### [PROBLEM DESCRIPTION]
Find and copy each line of the data that includes "previous".

### [RECORDS FOR THE EXERCISE]
//! Host side of the diagram editor protocol.
//!
//! # Responsibility
//! - Own the single diagram session of a presenter.
//! - Drive the session state machine from inbound editor messages.
//! - Buffer outbound commands until the editor has signalled readiness.
//! - Forward exported payloads to the live-edit buffer.
//!
//! # Invariants
//! - At most one session exists; `open` replaces any previous one.
//! - Nothing leaves the outbox before `init` was received.
//! - Unexpected or malformed messages are logged and discarded, never fatal.
//! - There is no export timeout: an editor that never answers leaves the
//!   session in `Exporting` until it is replaced or closed.

use crate::diagram::page::{diagram_page, PageMode};
use crate::diagram::protocol::{InboundMessage, OutboundCommand, ProtocolError};
use log::{debug, info, warn};
use std::collections::VecDeque;

/// Receiver of exported diagram payloads (the editor's description buffer).
pub trait LiveEditBuffer {
    fn receive_diagram_text(&mut self, text: &str);
}

/// Bridge state; `Idle` means no session.
#[derive(Debug, Clone, Copy, PartialEq, Eq)]
pub enum BridgeState {
    Idle,
    Loading,
    Ready,
    Exporting,
}

/// Result of handling one inbound message.
#[derive(Debug, Clone, PartialEq, Eq)]
pub enum BridgeOutcome {
    /// Message accepted; state may have changed.
    Accepted,
    /// Export payload forwarded to the live-edit buffer.
    Exported,
    /// Editor asked to leave; the session is closed.
    ExitRequested,
    /// Message did not fit the current state or could not be parsed.
    Discarded,
}

/// Diagram currently embedded in the display surface.
#[derive(Debug, Clone, PartialEq, Eq)]
pub struct DiagramSession {
    payload: String,
    mode: PageMode,
    state: BridgeState,
}

impl DiagramSession {
    pub fn payload(&self) -> &str {
        &self.payload
    }

    pub fn mode(&self) -> PageMode {
        self.mode
    }

    /// Whether the editor has not yet received its content.
    pub fn pending(&self) -> bool {
        self.state == BridgeState::Loading
    }
}

#[derive(Debug, Default)]
pub struct DiagramBridge {
    session: Option<DiagramSession>,
    outbox: VecDeque<OutboundCommand>,
    anomalies: u64,
}

impl DiagramBridge {
    pub fn new() -> Self {
        Self::default()
    }

    pub fn state(&self) -> BridgeState {
        self.session
            .as_ref()
            .map_or(BridgeState::Idle, |session| session.state)
    }

    pub fn session(&self) -> Option<&DiagramSession> {
        self.session.as_ref()
    }

    /// Number of discarded messages since creation.
    pub fn anomalies(&self) -> u64 {
        self.anomalies
    }

    /// Starts a session for `payload` and returns the host page.
    ///
    /// Any previous session and its undelivered commands are dropped. The
    /// load command waits in the outbox until the editor sends `init`.
    pub fn open(
        &mut self,
        payload: impl Into<String>,
        mode: PageMode,
        editor_url: &str,
    ) -> Result<String, ProtocolError> {
        let payload = payload.into();
        let page = diagram_page(&payload, mode, editor_url)?;
        if self.session.is_some() {
            debug!("event=diagram_session_replaced module=diagram status=ok");
        }
        self.outbox.clear();
        self.outbox.push_back(OutboundCommand::load(payload.clone()));
        info!(
            "event=diagram_session_open module=diagram status=ok mode={:?} payload_len={}",
            mode,
            payload.len()
        );
        self.session = Some(DiagramSession {
            payload,
            mode,
            state: BridgeState::Loading,
        });
        Ok(page)
    }

    /// Drops the session and anything still queued for it.
    pub fn close(&mut self) {
        if self.session.take().is_some() {
            self.outbox.clear();
            info!("event=diagram_session_close module=diagram status=ok");
        }
    }

    /// Asks the editor for its current diagram.
    ///
    /// Returns `false` when there is no session. While loading the request
    /// is queued behind the load command.
    pub fn request_export(&mut self) -> bool {
        let Some(session) = self.session.as_mut() else {
            debug!("event=diagram_export_request module=diagram status=skipped reason=idle");
            return false;
        };
        match session.state {
            BridgeState::Exporting => {}
            BridgeState::Loading => {
                let queued = self
                    .outbox
                    .iter()
                    .any(|command| matches!(command, OutboundCommand::Export { .. }));
                if !queued {
                    self.outbox.push_back(OutboundCommand::export_xmlpng());
                }
            }
            BridgeState::Ready => {
                self.outbox.push_back(OutboundCommand::export_xmlpng());
                session.state = BridgeState::Exporting;
            }
            BridgeState::Idle => return false,
        }
        true
    }

    /// Parses and handles one raw editor message.
    pub fn handle_raw_message(
        &mut self,
        text: &str,
        buffer: &mut dyn LiveEditBuffer,
    ) -> BridgeOutcome {
        match InboundMessage::parse(text) {
            Ok(message) => self.handle_message(message, buffer),
            Err(err) => {
                self.anomalies += 1;
                warn!(
                    "event=diagram_protocol_anomaly module=diagram status=discarded state={:?} error={}",
                    self.state(),
                    err
                );
                BridgeOutcome::Discarded
            }
        }
    }

    pub fn handle_message(
        &mut self,
        message: InboundMessage,
        buffer: &mut dyn LiveEditBuffer,
    ) -> BridgeOutcome {
        let state = self.state();
        let name = message.name();
        let Some(session) = self.session.as_mut() else {
            return self.discard(name, state);
        };

        match (message, session.state) {
            (InboundMessage::Init, BridgeState::Loading) => {
                let exporting = self
                    .outbox
                    .iter()
                    .any(|command| matches!(command, OutboundCommand::Export { .. }));
                session.state = if exporting {
                    BridgeState::Exporting
                } else {
                    BridgeState::Ready
                };
                debug!(
                    "event=diagram_ready module=diagram status=ok queued={}",
                    self.outbox.len()
                );
                BridgeOutcome::Accepted
            }
            (InboundMessage::Save, BridgeState::Ready) => {
                self.outbox.push_back(OutboundCommand::export_xmlpng());
                session.state = BridgeState::Exporting;
                BridgeOutcome::Accepted
            }
            (InboundMessage::Save, BridgeState::Exporting) => BridgeOutcome::Accepted,
            (InboundMessage::Export { data }, BridgeState::Ready | BridgeState::Exporting) => {
                buffer.receive_diagram_text(&data);
                debug!(
                    "event=diagram_exported module=diagram status=ok payload_len={}",
                    data.len()
                );
                session.payload = data;
                session.state = BridgeState::Ready;
                BridgeOutcome::Exported
            }
            (InboundMessage::Exit, BridgeState::Ready | BridgeState::Exporting)
                if session.mode.allows_exit() =>
            {
                self.close();
                BridgeOutcome::ExitRequested
            }
            _ => self.discard(name, state),
        }
    }

    /// Commands ready for delivery, in order. Empty until `init`.
    pub fn take_outbound(&mut self) -> Vec<OutboundCommand> {
        match self.state() {
            BridgeState::Ready | BridgeState::Exporting => self.outbox.drain(..).collect(),
            BridgeState::Idle | BridgeState::Loading => Vec::new(),
        }
    }

    fn discard(&mut self, event: &str, state: BridgeState) -> BridgeOutcome {
        self.anomalies += 1;
        warn!(
            "event=diagram_protocol_anomaly module=diagram status=discarded message={} state={:?}",
            event, state
        );
        BridgeOutcome::Discarded
    }
}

### [SOLUTION FOR THIS TASK]
//! - At most one session exists; `open` replaces any previous one.
    /// Any previous session and its undelivered commands are dropped. The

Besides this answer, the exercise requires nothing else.